:: Exercise goal ::
Look for "decide the remainder" in the entries below. Then write out exactly the line that holds it and every line after it, to the last, and nothing else.

--- Data for analysis Enclosed Below ---

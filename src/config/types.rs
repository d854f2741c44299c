//! Configuration types

use crate::ConfigResult;
use serde::{Deserialize, Serialize};
use std::collections::HashMap;
use std::path::Path;

/// Depth, page, and concurrency limits for one crawl run
#[derive(Debug, Clone, Serialize, Deserialize)]
pub struct CrawlLimits {
    /// Maximum link-hops from the seed URL (0 = seed only)
    #[serde(default = "default_max_depth")]
    pub max_depth: u32,

    /// Maximum number of successfully processed pages
    #[serde(default = "default_max_pages")]
    pub max_pages: u32,

    /// Number of concurrent workers (1-5)
    #[serde(default = "default_concurrency")]
    pub concurrency: u32,
}

fn default_max_depth() -> u32 {
    2
}

fn default_max_pages() -> u32 {
    50
}

fn default_concurrency() -> u32 {
    1
}

impl Default for CrawlLimits {
    fn default() -> Self {
        Self {
            max_depth: default_max_depth(),
            max_pages: default_max_pages(),
            concurrency: default_concurrency(),
        }
    }
}

/// Opaque fetch configuration forwarded to the fetch adapter.
///
/// The crawl core never interprets these fields beyond serializing them
/// onto the run record; the fetch adapter owns their meaning.
#[derive(Debug, Clone, Default, Serialize, Deserialize)]
pub struct FetchSettings {
    /// Extra request headers
    #[serde(default)]
    pub headers: HashMap<String, String>,

    /// Per-request timeout in milliseconds
    #[serde(default = "default_timeout_ms")]
    pub timeout_ms: u64,

    /// Number of retries the adapter performs on transient failures
    #[serde(default)]
    pub retries: u32,

    /// Proxy URL, if any
    #[serde(default)]
    pub proxy: Option<String>,

    /// Two-letter country code for geo-targeted fetching
    #[serde(default)]
    pub country: Option<String>,

    /// Whether the adapter should render JavaScript before returning
    #[serde(default)]
    pub render_js: bool,
}

fn default_timeout_ms() -> u64 {
    30_000
}

/// Everything needed to start one crawl run
#[derive(Debug, Clone, Serialize, Deserialize)]
pub struct CrawlRequest {
    /// The seed URL
    pub start_url: String,

    /// Depth/page/concurrency limits
    #[serde(default)]
    pub limits: CrawlLimits,

    /// Glob patterns a URL must match to be queued (empty = include all)
    #[serde(default)]
    pub include_patterns: Vec<String>,

    /// Glob patterns that reject a URL; exclude always wins
    #[serde(default)]
    pub exclude_patterns: Vec<String>,

    /// Whether to follow links to other hosts
    #[serde(default)]
    pub crawl_external: bool,

    /// Opaque fetch adapter settings
    #[serde(default)]
    pub settings: FetchSettings,
}

impl CrawlRequest {
    /// Creates a request for the given seed with default limits and settings
    pub fn new(start_url: impl Into<String>) -> Self {
        Self {
            start_url: start_url.into(),
            limits: CrawlLimits::default(),
            include_patterns: Vec::new(),
            exclude_patterns: Vec::new(),
            crawl_external: false,
            settings: FetchSettings::default(),
        }
    }
}

/// On-disk crawl configuration: a [`CrawlRequest`] without the seed URL
#[derive(Debug, Clone, Default, Serialize, Deserialize)]
pub struct CrawlFileConfig {
    #[serde(default)]
    pub limits: CrawlLimits,

    #[serde(default)]
    pub include_patterns: Vec<String>,

    #[serde(default)]
    pub exclude_patterns: Vec<String>,

    #[serde(default)]
    pub crawl_external: bool,

    #[serde(default)]
    pub settings: FetchSettings,
}

impl CrawlFileConfig {
    /// Reads and parses a TOML configuration file
    pub fn load(path: &Path) -> ConfigResult<Self> {
        let content = std::fs::read_to_string(path)?;
        let config = toml::from_str(&content)?;
        Ok(config)
    }

    /// Combines this file configuration with a seed URL
    pub fn into_request(self, start_url: &str) -> CrawlRequest {
        CrawlRequest {
            start_url: start_url.to_string(),
            limits: self.limits,
            include_patterns: self.include_patterns,
            exclude_patterns: self.exclude_patterns,
            crawl_external: self.crawl_external,
            settings: self.settings,
        }
    }
}

#[cfg(test)]
mod tests {
    use super::*;

    #[test]
    fn test_limits_defaults() {
        let limits = CrawlLimits::default();
        assert_eq!(limits.max_depth, 2);
        assert_eq!(limits.max_pages, 50);
        assert_eq!(limits.concurrency, 1);
    }

    #[test]
    fn test_parse_minimal_toml() {
        let config: CrawlFileConfig = toml::from_str("").unwrap();
        assert!(config.include_patterns.is_empty());
        assert!(!config.crawl_external);
        assert_eq!(config.limits.concurrency, 1);
    }

    #[test]
    fn test_parse_full_toml() {
        let toml_str = r#"
            crawl_external = true
            include_patterns = ["docs.example.com/**"]
            exclude_patterns = ["**.pdf", "**.zip"]

            [limits]
            max_depth = 3
            max_pages = 100
            concurrency = 4

            [settings]
            timeout_ms = 10000
            retries = 2
            country = "de"

            [settings.headers]
            "X-Custom" = "yes"
        "#;
        let config: CrawlFileConfig = toml::from_str(toml_str).unwrap();
        assert_eq!(config.limits.max_depth, 3);
        assert_eq!(config.limits.concurrency, 4);
        assert_eq!(config.exclude_patterns.len(), 2);
        assert_eq!(config.settings.retries, 2);
        assert_eq!(config.settings.country.as_deref(), Some("de"));
        assert_eq!(
            config.settings.headers.get("X-Custom").map(String::as_str),
            Some("yes")
        );
    }

    #[test]
    fn test_into_request_carries_fields() {
        let mut file = CrawlFileConfig::default();
        file.crawl_external = true;
        file.exclude_patterns.push("**.png".to_string());

        let request = file.into_request("https://example.com");
        assert_eq!(request.start_url, "https://example.com");
        assert!(request.crawl_external);
        assert_eq!(request.exclude_patterns, vec!["**.png".to_string()]);
    }

    #[test]
    fn test_settings_roundtrip_json() {
        let mut settings = FetchSettings::default();
        settings.retries = 3;
        settings.proxy = Some("http://proxy:8080".to_string());

        let json = serde_json::to_string(&settings).unwrap();
        let back: FetchSettings = serde_json::from_str(&json).unwrap();
        assert_eq!(back.retries, 3);
        assert_eq!(back.proxy.as_deref(), Some("http://proxy:8080"));
    }
}
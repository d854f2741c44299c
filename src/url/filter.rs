//! Include/exclude URL filtering with shell-glob patterns
//!
//! Patterns use shell-glob semantics: `*` matches within a path segment,
//! `**` spans segments, `?` matches a single character. Both patterns and
//! URLs are compared as plain strings after scheme stripping, with no
//! percent-decoding.

use crate::url::strip_scheme;
use regex::Regex;

/// Decides whether a URL passes the include/exclude pattern sets.
///
/// Rules:
/// - the scheme is stripped from the URL before matching
/// - an empty include set includes everything
/// - otherwise the URL must match at least one include pattern
/// - a match against any exclude pattern rejects the URL, regardless of
///   the include result; exclude always wins
///
/// # Examples
///
/// ```
/// use kumo_sift::url::should_process;
///
/// let exclude = vec!["**.pdf".to_string()];
/// assert!(!should_process("https://a.com/x.pdf", &[], &exclude));
/// assert!(should_process("https://a.com/x.html", &[], &exclude));
/// ```
pub fn should_process(url: &str, include: &[String], exclude: &[String]) -> bool {
    let target = strip_scheme(url);

    let included = include.is_empty() || include.iter().any(|p| matches_glob(p, target));

    if !included {
        return false;
    }

    !exclude.iter().any(|p| matches_glob(p, target))
}

/// Matches a candidate string against a shell-glob pattern.
///
/// The pattern is translated to an anchored regex: `**` becomes `.*`,
/// `*` becomes `[^/]*`, `?` becomes `.`; everything else is literal.
/// A pattern that fails to compile never matches.
pub fn matches_glob(pattern: &str, candidate: &str) -> bool {
    let regex = match glob_to_regex(pattern) {
        Ok(r) => r,
        Err(e) => {
            tracing::debug!("Unusable URL pattern {:?}: {}", pattern, e);
            return false;
        }
    };
    regex.is_match(candidate)
}

/// Translates a shell-glob pattern into an anchored [`Regex`].
fn glob_to_regex(pattern: &str) -> Result<Regex, regex::Error> {
    let mut out = String::with_capacity(pattern.len() + 8);
    out.push('^');

    let mut chars = pattern.chars().peekable();
    while let Some(c) = chars.next() {
        match c {
            '*' => {
                if chars.peek() == Some(&'*') {
                    chars.next();
                    out.push_str(".*");
                } else {
                    out.push_str("[^/]*");
                }
            }
            '?' => out.push('.'),
            c => out.push_str(&regex::escape(&c.to_string())),
        }
    }

    out.push('$');
    Regex::new(&out)
}

#[cfg(test)]
mod tests {
    use super::*;

    #[test]
    fn test_empty_include_defaults_to_include() {
        assert!(should_process("https://a.com/page", &[], &[]));
    }

    #[test]
    fn test_exclude_wins() {
        let include = vec!["a.com/**".to_string()];
        let exclude = vec!["**.pdf".to_string()];
        assert!(!should_process("https://a.com/doc.pdf", &include, &exclude));
        assert!(should_process("https://a.com/doc.html", &include, &exclude));
    }

    #[test]
    fn test_pdf_exclusion_with_empty_include() {
        let exclude = vec!["**.pdf".to_string()];
        assert!(!should_process("https://a.com/x.pdf", &[], &exclude));
        assert!(should_process("https://a.com/x.html", &[], &exclude));
    }

    #[test]
    fn test_include_must_match_when_present() {
        let include = vec!["a.com/blog/**".to_string()];
        assert!(should_process("https://a.com/blog/post", &include, &[]));
        assert!(!should_process("https://a.com/shop/item", &include, &[]));
    }

    #[test]
    fn test_single_star_stays_in_segment() {
        assert!(matches_glob("a.com/*", "a.com/page"));
        assert!(!matches_glob("a.com/*", "a.com/dir/page"));
    }

    #[test]
    fn test_double_star_spans_segments() {
        assert!(matches_glob("a.com/**", "a.com/dir/page"));
        assert!(matches_glob("a.com/**/end", "a.com/x/y/end"));
    }

    #[test]
    fn test_question_mark() {
        assert!(matches_glob("a.com/p?ge", "a.com/page"));
        assert!(!matches_glob("a.com/p?ge", "a.com/pagge"));
    }

    #[test]
    fn test_match_is_anchored() {
        assert!(!matches_glob("blog/**", "a.com/blog/post"));
        assert!(!matches_glob("a.com", "a.com/page"));
    }

    #[test]
    fn test_literal_regex_chars_escaped() {
        assert!(matches_glob("a.com/page?x=1", "a.com/pageAx=1"));
        assert!(matches_glob("a.com/a+b", "a.com/a+b"));
        assert!(!matches_glob("a.com/a+b", "a.com/aab"));
    }

    #[test]
    fn test_no_percent_decoding() {
        // Patterns and URLs are matched as plain strings
        assert!(!matches_glob("a.com/a b", "a.com/a%20b"));
        assert!(matches_glob("a.com/a%20b", "a.com/a%20b"));
    }

    #[test]
    fn test_scheme_stripped_before_matching() {
        let include = vec!["a.com/**".to_string()];
        assert!(should_process("http://a.com/x", &include, &[]));
        assert!(should_process("https://a.com/x", &include, &[]));
    }
}
//! Crawl request validation
//!
//! Validation runs before any run state is created, so a bad request
//! fails synchronously without mutating the queue store.

use crate::config::CrawlRequest;
use crate::{ConfigError, ConfigResult};
use url::Url;

/// Maximum number of concurrent workers a run may ask for
pub const MAX_CONCURRENCY: u32 = 5;

/// Validates a crawl request.
///
/// Checks:
/// - the seed URL parses and uses http or https with a host
/// - concurrency is within 1..=5
/// - max_pages is at least 1
/// - patterns are non-empty strings
pub fn validate_request(request: &CrawlRequest) -> ConfigResult<()> {
    let url = Url::parse(&request.start_url)
        .map_err(|e| ConfigError::InvalidSeedUrl(format!("{}: {}", request.start_url, e)))?;

    if url.scheme() != "http" && url.scheme() != "https" {
        return Err(ConfigError::InvalidSeedUrl(format!(
            "unsupported scheme {:?} in {}",
            url.scheme(),
            request.start_url
        )));
    }

    if url.host_str().is_none() {
        return Err(ConfigError::InvalidSeedUrl(format!(
            "missing host in {}",
            request.start_url
        )));
    }

    let concurrency = request.limits.concurrency;
    if concurrency == 0 || concurrency > MAX_CONCURRENCY {
        return Err(ConfigError::Validation(format!(
            "concurrency must be between 1 and {}, got {}",
            MAX_CONCURRENCY, concurrency
        )));
    }

    if request.limits.max_pages == 0 {
        return Err(ConfigError::Validation(
            "max_pages must be at least 1".to_string(),
        ));
    }

    for pattern in request
        .include_patterns
        .iter()
        .chain(request.exclude_patterns.iter())
    {
        if pattern.trim().is_empty() {
            return Err(ConfigError::Validation(
                "URL patterns must not be empty".to_string(),
            ));
        }
    }

    Ok(())
}
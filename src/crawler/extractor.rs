//! Link and metadata extraction from fetched pages
//!
//! This module parses a page's HTML to extract:
//! - Links to follow (from <a> tags)
//! - The page title
//!
//! Extracted links are resolved against the page's final URL, normalized,
//! and partitioned into the set to enqueue and the set the run's scope
//! rules reject.

use crate::storage::RunRecord;
use crate::url::{normalize, should_process};
use scraper::{Html, Selector};
use url::Url;

/// Links found on one page, partitioned by the run's scope rules
#[derive(Debug, Clone, Default)]
pub struct DiscoveredLinks {
    /// Every valid absolute http(s) link on the page, deduplicated
    pub all: Vec<String>,

    /// The subset passing host and pattern filters; these get enqueued
    pub included: Vec<String>,

    /// The subset rejected by host or pattern filters
    pub ignored: Vec<String>,
}

/// Extracts the page title from the document's `<title>` tag.
pub fn extract_title(html: &str) -> Option<String> {
    let document = Html::parse_document(html);
    let selector = Selector::parse("title").ok()?;
    document
        .select(&selector)
        .next()
        .map(|element| element.text().collect::<String>().trim().to_string())
        .filter(|s| !s.is_empty())
}

/// Extracts and partitions the links of one fetched page.
///
/// # Link Extraction Rules
///
/// **Skip outright:**
/// - empty hrefs and bare fragments (`#...`)
/// - `javascript:`, `mailto:`, `tel:`, and data URIs
/// - anything that does not resolve to an absolute http(s) URL
///
/// **Partition the rest:**
/// - links to other hosts are ignored unless the run crawls external
/// - include/exclude glob patterns decide the remainder
///
/// # Arguments
///
/// * `html` - The HTML content to parse
/// * `page_url` - The page's final URL (after redirects), used both for
///   resolving relative links and for the same-host check
/// * `run` - The run whose scope rules apply
pub fn extract_links(html: &str, page_url: &Url, run: &RunRecord) -> DiscoveredLinks {
    let document = Html::parse_document(html);
    let mut result = DiscoveredLinks::default();

    let selector = match Selector::parse("a[href]") {
        Ok(s) => s,
        Err(_) => return result,
    };

    let page_host = page_url.host_str();

    for element in document.select(&selector) {
        let href = match element.value().attr("href") {
            Some(h) => h.trim(),
            None => continue,
        };
        if href.is_empty() || href.starts_with('#') {
            continue;
        }

        let resolved = match page_url.join(href) {
            Ok(u) => u,
            Err(_) => continue,
        };
        if resolved.scheme() != "http" && resolved.scheme() != "https" {
            continue;
        }

        let url = normalize(resolved.as_str());
        if result.all.contains(&url) {
            continue;
        }
        result.all.push(url.clone());

        let same_host = resolved.host_str() == page_host;
        let in_scope = (same_host || run.crawl_external)
            && should_process(&url, &run.include_patterns, &run.exclude_patterns);

        if in_scope {
            result.included.push(url);
        } else {
            result.ignored.push(url);
        }
    }

    result
}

--- End of Enclosed Data for analysis ---

:: Response ::
/// - include/exclude glob patterns decide the remainder
///
/// # Arguments
///
/// * `html` - The HTML content to parse
/// * `page_url` - The page's final URL (after redirects), used both for
///   resolving relative links and for the same-host check
/// * `run` - The run whose scope rules apply
pub fn extract_links(html: &str, page_url: &Url, run: &RunRecord) -> DiscoveredLinks {
    let document = Html::parse_document(html);
    let mut result = DiscoveredLinks::default();

    let selector = match Selector::parse("a[href]") {
        Ok(s) => s,
        Err(_) => return result,
    };

    let page_host = page_url.host_str();

    for element in document.select(&selector) {
        let href = match element.value().attr("href") {
            Some(h) => h.trim(),
            None => continue,
        };
        if href.is_empty() || href.starts_with('#') {
            continue;
        }

        let resolved = match page_url.join(href) {
            Ok(u) => u,
            Err(_) => continue,
        };
        if resolved.scheme() != "http" && resolved.scheme() != "https" {
            continue;
        }

        let url = normalize(resolved.as_str());
        if result.all.contains(&url) {
            continue;
        }
        result.all.push(url.clone());

        let same_host = resolved.host_str() == page_host;
        let in_scope = (same_host || run.crawl_external)
            && should_process(&url, &run.include_patterns, &run.exclude_patterns);

        if in_scope {
            result.included.push(url);
        } else {
            result.ignored.push(url);
        }
    }

    result
}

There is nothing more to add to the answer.